◆ **Data supplied**:
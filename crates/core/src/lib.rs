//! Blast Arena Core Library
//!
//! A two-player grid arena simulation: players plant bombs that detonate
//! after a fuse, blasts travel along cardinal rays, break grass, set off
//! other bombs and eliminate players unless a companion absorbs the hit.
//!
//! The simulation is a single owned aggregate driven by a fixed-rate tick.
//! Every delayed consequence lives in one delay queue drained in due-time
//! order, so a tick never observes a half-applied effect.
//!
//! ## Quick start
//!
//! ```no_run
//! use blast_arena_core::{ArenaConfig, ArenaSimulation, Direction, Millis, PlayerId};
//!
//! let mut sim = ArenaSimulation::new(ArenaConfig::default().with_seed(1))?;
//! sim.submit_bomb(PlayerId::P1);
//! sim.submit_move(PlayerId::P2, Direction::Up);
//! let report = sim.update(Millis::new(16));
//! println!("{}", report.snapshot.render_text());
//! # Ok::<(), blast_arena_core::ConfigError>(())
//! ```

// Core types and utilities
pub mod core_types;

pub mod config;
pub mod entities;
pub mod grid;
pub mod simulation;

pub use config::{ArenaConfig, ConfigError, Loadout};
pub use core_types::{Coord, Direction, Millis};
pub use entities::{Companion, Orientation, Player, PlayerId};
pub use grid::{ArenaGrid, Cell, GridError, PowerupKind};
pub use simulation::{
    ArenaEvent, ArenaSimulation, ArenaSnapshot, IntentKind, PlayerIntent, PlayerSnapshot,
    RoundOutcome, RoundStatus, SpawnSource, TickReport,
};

==

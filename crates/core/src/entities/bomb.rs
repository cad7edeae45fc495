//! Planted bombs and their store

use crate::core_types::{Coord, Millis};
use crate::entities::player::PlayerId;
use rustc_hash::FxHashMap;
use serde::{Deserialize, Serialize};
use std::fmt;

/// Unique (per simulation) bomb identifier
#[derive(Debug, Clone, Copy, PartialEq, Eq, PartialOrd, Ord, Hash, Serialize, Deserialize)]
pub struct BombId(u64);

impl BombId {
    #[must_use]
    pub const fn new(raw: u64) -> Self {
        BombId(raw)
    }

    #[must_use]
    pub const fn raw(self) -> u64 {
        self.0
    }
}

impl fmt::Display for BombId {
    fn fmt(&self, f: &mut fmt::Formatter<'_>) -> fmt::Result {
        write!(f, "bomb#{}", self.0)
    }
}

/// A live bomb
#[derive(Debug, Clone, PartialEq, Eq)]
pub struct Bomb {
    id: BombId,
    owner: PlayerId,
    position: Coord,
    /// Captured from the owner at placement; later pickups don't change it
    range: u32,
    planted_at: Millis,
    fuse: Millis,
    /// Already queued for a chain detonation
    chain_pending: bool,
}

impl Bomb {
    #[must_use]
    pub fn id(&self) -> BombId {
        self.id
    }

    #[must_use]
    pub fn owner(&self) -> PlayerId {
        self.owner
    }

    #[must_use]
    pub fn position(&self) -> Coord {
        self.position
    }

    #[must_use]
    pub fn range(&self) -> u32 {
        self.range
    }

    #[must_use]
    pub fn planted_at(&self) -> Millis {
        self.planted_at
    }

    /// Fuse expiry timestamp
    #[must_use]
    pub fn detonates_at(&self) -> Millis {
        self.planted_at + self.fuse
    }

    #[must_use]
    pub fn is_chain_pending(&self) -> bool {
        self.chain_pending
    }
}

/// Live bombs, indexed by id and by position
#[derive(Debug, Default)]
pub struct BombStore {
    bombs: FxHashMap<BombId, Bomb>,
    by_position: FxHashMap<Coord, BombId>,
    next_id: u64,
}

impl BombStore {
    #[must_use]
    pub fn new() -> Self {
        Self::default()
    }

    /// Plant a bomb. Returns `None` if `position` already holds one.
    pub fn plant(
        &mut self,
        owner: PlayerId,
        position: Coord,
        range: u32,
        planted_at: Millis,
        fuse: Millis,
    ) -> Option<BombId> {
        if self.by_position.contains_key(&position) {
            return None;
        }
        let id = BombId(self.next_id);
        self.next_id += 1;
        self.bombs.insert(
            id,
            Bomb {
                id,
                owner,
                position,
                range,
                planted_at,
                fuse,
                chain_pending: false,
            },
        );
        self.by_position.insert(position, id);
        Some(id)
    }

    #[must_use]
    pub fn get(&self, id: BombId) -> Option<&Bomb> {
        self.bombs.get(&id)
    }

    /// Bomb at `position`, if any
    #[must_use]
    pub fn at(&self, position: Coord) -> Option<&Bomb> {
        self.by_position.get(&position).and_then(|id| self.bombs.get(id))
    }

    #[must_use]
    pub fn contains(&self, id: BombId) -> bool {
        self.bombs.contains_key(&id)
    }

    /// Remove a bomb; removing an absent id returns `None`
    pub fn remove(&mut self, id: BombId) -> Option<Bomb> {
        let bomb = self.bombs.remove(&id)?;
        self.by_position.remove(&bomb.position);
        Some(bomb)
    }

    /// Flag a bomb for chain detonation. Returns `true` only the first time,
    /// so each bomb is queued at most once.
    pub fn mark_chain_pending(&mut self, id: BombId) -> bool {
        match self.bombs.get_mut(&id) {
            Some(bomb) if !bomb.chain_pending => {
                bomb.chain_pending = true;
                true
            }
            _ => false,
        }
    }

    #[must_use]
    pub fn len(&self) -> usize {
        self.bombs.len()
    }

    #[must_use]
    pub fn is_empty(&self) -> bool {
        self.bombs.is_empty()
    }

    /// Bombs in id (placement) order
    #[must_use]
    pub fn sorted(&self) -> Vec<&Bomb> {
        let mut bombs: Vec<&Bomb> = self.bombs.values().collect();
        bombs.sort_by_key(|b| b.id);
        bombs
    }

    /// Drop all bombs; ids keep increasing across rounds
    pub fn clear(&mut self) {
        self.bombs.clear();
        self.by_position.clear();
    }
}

◆ **To do**: Review the entries above and return every line where "filename" appears.

◆ **Exercise output**:
filename crates/core/src/lib.rs
filename crates/core/src/entities/bomb.rs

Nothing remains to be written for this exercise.